# Time to start hypnosis again :( ibs d



## cw_2009

I have tried hypnosis several times i have not always finished it, i have had a break from the site for a while because the whole thinking about the toilet all the time doesnt help.

Things that people that do not have ibs i wish i could do without thinking about re:

Going in a taxi

Getting on a bus

Going for a walk without thinking about what if i need the toilet

Going for a meal

Thinking where is the toilet if i need it

Going out for work lunches

Going on a plane

Going on a train

Going for a night out with my friends

Going to the theatre without needed a isle seat

Always waiting to have a end seat

Dating etc

I am in my 20i have had this illness/disease for nearly 10 years and have been on this board for some time, i wish it would just go away 

Think trying this is my last hope of trying to live a normal life, and not thinking about my bowels all the time  Please meds not help loads, but i would be even worse without them...

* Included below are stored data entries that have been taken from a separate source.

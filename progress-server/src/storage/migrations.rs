//! Database Migrations - PostgreSQL schema for learning progress
//!
//! Natural composite keys carry the idempotence guarantees:
//! user_achievements, user_milestone_completions and
//! user_challenge_completions are insert-if-absent on their primary key,
//! daily_stats is upsert-increment on (user_id, date).

/// SQL migration for creating all tables
pub const MIGRATION_V1: &str = r#"
-- ============================================================================
-- 1. Users & Lessons
-- ============================================================================

CREATE TABLE IF NOT EXISTS profiles (
    id              BIGSERIAL PRIMARY KEY,
    username        VARCHAR(50) UNIQUE NOT NULL,
    points          BIGINT NOT NULL DEFAULT 0 CHECK (points >= 0),
    level           VARCHAR(32) NOT NULL DEFAULT 'beginner',
    created_at      TIMESTAMP WITH TIME ZONE DEFAULT NOW()
);

CREATE TABLE IF NOT EXISTS lessons (
    id              BIGINT PRIMARY KEY,
    title           VARCHAR(200) NOT NULL,
    lesson_type     VARCHAR(32) NOT NULL,
    difficulty      VARCHAR(16) NOT NULL
);

CREATE TABLE IF NOT EXISTS user_progress (
    user_id          BIGINT NOT NULL REFERENCES profiles(id) ON DELETE CASCADE,
    lesson_id        BIGINT NOT NULL,
    status           VARCHAR(16) NOT NULL DEFAULT 'not_started',
    score            SMALLINT NOT NULL DEFAULT 0 CHECK (score BETWEEN 0 AND 100),
    time_spent       INTEGER NOT NULL DEFAULT 0,
    attempts         INTEGER NOT NULL DEFAULT 0,
    section_progress JSONB NOT NULL DEFAULT '[]',
    started_at       TIMESTAMP WITH TIME ZONE,
    completed_at     TIMESTAMP WITH TIME ZONE,
    updated_at       TIMESTAMP WITH TIME ZONE NOT NULL DEFAULT NOW(),
    PRIMARY KEY (user_id, lesson_id)
);

CREATE INDEX IF NOT EXISTS idx_user_progress_user ON user_progress(user_id);

-- ============================================================================
-- 2. Streaks & Shields
-- ============================================================================

CREATE TABLE IF NOT EXISTS gamification_stats (
    user_id            BIGINT PRIMARY KEY REFERENCES profiles(id) ON DELETE CASCADE,
    current_streak     INTEGER NOT NULL DEFAULT 0,
    longest_streak     INTEGER NOT NULL DEFAULT 0,
    total_shields      INTEGER NOT NULL DEFAULT 0,
    used_shields       INTEGER NOT NULL DEFAULT 0,
    weekly_points      BIGINT NOT NULL DEFAULT 0,
    monthly_points     BIGINT NOT NULL DEFAULT 0,
    week_start         DATE,
    month_start        DATE,
    last_activity_date TIMESTAMP WITH TIME ZONE,
    CONSTRAINT check_streak_bound CHECK (current_streak <= longest_streak),
    CONSTRAINT check_shield_bound CHECK (used_shields <= total_shields)
);

CREATE TABLE IF NOT EXISTS streak_shields (
    id              BIGSERIAL PRIMARY KEY,
    user_id         BIGINT NOT NULL REFERENCES profiles(id) ON DELETE CASCADE,
    earned_at       TIMESTAMP WITH TIME ZONE NOT NULL DEFAULT NOW(),
    used_at         TIMESTAMP WITH TIME ZONE,
    is_used         BOOLEAN NOT NULL DEFAULT FALSE,
    shield_type     VARCHAR(32) NOT NULL
);

CREATE INDEX IF NOT EXISTS idx_streak_shields_unused ON streak_shields(user_id, earned_at) WHERE NOT is_used;

-- ============================================================================
-- 3. Achievements & Milestones
-- ============================================================================

CREATE TABLE IF NOT EXISTS achievements (
    id              BIGINT PRIMARY KEY,
    code            VARCHAR(64) UNIQUE NOT NULL,
    name            VARCHAR(100) NOT NULL,
    description     TEXT NOT NULL,
    category        VARCHAR(32) NOT NULL,
    tier            VARCHAR(16) NOT NULL,
    points_required BIGINT NOT NULL DEFAULT 0,
    badge_icon      VARCHAR(64) NOT NULL,
    badge_color     VARCHAR(16) NOT NULL,
    rule            JSONB NOT NULL
);

CREATE TABLE IF NOT EXISTS user_achievements (
    user_id         BIGINT NOT NULL REFERENCES profiles(id) ON DELETE CASCADE,
    achievement_id  BIGINT NOT NULL REFERENCES achievements(id),
    earned_at       TIMESTAMP WITH TIME ZONE NOT NULL DEFAULT NOW(),
    progress        SMALLINT NOT NULL DEFAULT 100,
    is_claimed      BOOLEAN NOT NULL DEFAULT FALSE,
    PRIMARY KEY (user_id, achievement_id)
);

CREATE TABLE IF NOT EXISTS milestone_rewards (
    id              BIGINT PRIMARY KEY,
    name            VARCHAR(100) NOT NULL,
    description     TEXT NOT NULL,
    milestone_type  VARCHAR(16) NOT NULL,
    threshold_value BIGINT NOT NULL,
    reward_points   BIGINT NOT NULL DEFAULT 0
);

CREATE TABLE IF NOT EXISTS user_milestone_completions (
    user_id         BIGINT NOT NULL REFERENCES profiles(id) ON DELETE CASCADE,
    milestone_id    BIGINT NOT NULL REFERENCES milestone_rewards(id),
    completed_at    TIMESTAMP WITH TIME ZONE NOT NULL DEFAULT NOW(),
    reward_claimed  BOOLEAN NOT NULL DEFAULT FALSE,
    PRIMARY KEY (user_id, milestone_id)
);

-- ============================================================================
-- 4. Daily Challenges
-- ============================================================================

CREATE TABLE IF NOT EXISTS daily_challenges (
    id              BIGSERIAL PRIMARY KEY,
    challenge_date  DATE UNIQUE NOT NULL,
    title           VARCHAR(200) NOT NULL,
    description     TEXT NOT NULL,
    requirements    JSONB NOT NULL DEFAULT '{}',
    reward_points   INTEGER NOT NULL DEFAULT 0
);

CREATE TABLE IF NOT EXISTS user_challenge_completions (
    user_id          BIGINT NOT NULL REFERENCES profiles(id) ON DELETE CASCADE,
    challenge_id     BIGINT NOT NULL REFERENCES daily_challenges(id),
    points_earned    BIGINT NOT NULL DEFAULT 0,
    performance_data JSONB NOT NULL DEFAULT '{}',
    completed_at     TIMESTAMP WITH TIME ZONE NOT NULL DEFAULT NOW(),
    PRIMARY KEY (user_id, challenge_id)
);

-- ============================================================================
-- 5. Ledgers
-- ============================================================================

CREATE TABLE IF NOT EXISTS daily_stats (
    user_id            BIGINT NOT NULL REFERENCES profiles(id) ON DELETE CASCADE,
    date               DATE NOT NULL,
    lessons_completed  INTEGER NOT NULL DEFAULT 0,
    study_time_minutes INTEGER NOT NULL DEFAULT 0,
    perfect_scores     INTEGER NOT NULL DEFAULT 0,
    points_earned      BIGINT NOT NULL DEFAULT 0,
    PRIMARY KEY (user_id, date)
);

CREATE TABLE IF NOT EXISTS points_history (
    id              BIGSERIAL PRIMARY KEY,
    user_id         BIGINT NOT NULL REFERENCES profiles(id) ON DELETE CASCADE,
    points_earned   BIGINT NOT NULL,
    points_type     VARCHAR(32) NOT NULL,
    source_id       VARCHAR(64),
    earned_at       TIMESTAMP WITH TIME ZONE NOT NULL DEFAULT NOW()
);

CREATE INDEX IF NOT EXISTS idx_points_history_user ON points_history(user_id, earned_at DESC);

-- ============================================================================
-- 6. Practice
-- ============================================================================

CREATE TABLE IF NOT EXISTS vocabulary_progress (
    user_id           BIGINT NOT NULL REFERENCES profiles(id) ON DELETE CASCADE,
    item_id           BIGINT NOT NULL,
    mastery_level     SMALLINT NOT NULL DEFAULT 0 CHECK (mastery_level BETWEEN 0 AND 5),
    difficulty_rating SMALLINT NOT NULL DEFAULT 0 CHECK (difficulty_rating BETWEEN 0 AND 5),
    times_practiced   INTEGER NOT NULL DEFAULT 0,
    last_practiced    TIMESTAMP WITH TIME ZONE,
    PRIMARY KEY (user_id, item_id)
);

CREATE TABLE IF NOT EXISTS grammar_progress (
    user_id           BIGINT NOT NULL REFERENCES profiles(id) ON DELETE CASCADE,
    item_id           BIGINT NOT NULL,
    mastery_level     SMALLINT NOT NULL DEFAULT 0 CHECK (mastery_level BETWEEN 0 AND 5),
    difficulty_rating SMALLINT NOT NULL DEFAULT 0 CHECK (difficulty_rating BETWEEN 0 AND 5),
    times_practiced   INTEGER NOT NULL DEFAULT 0,
    last_practiced    TIMESTAMP WITH TIME ZONE,
    PRIMARY KEY (user_id, item_id)
);
"#;

/// All migrations in order
pub fn get_migrations() -> Vec<(&'static str, &'static str)> {
    vec![("v1_initial_schema", MIGRATION_V1)]
}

Does anyone have any suggestions?

CW x


----------



## cookies4marilyn

We've had a few private messages over the years, as far as the hypnotherapy program, again, as I have mentioned before, the worries of travel, etc are addressed in the program, but it takes time - you have to complete the entire program, and you may have to repeat it again for further results - or - hypnotherapy may not be your way forward. The only suggestion I can give you is to follow what your doctor suggests, and if you do opt to do the program again, to refrain from reading and researching IBS while doing it - I have also suggested in the past that you can have support if you need it - I think this was a year ago. But you do have to finish the program - it took me three rounds, but it can help - you have had IBS longer than the time it takes to complete the program, and it is a process. I wish you well... take care.  xx (((HUGS)))


----------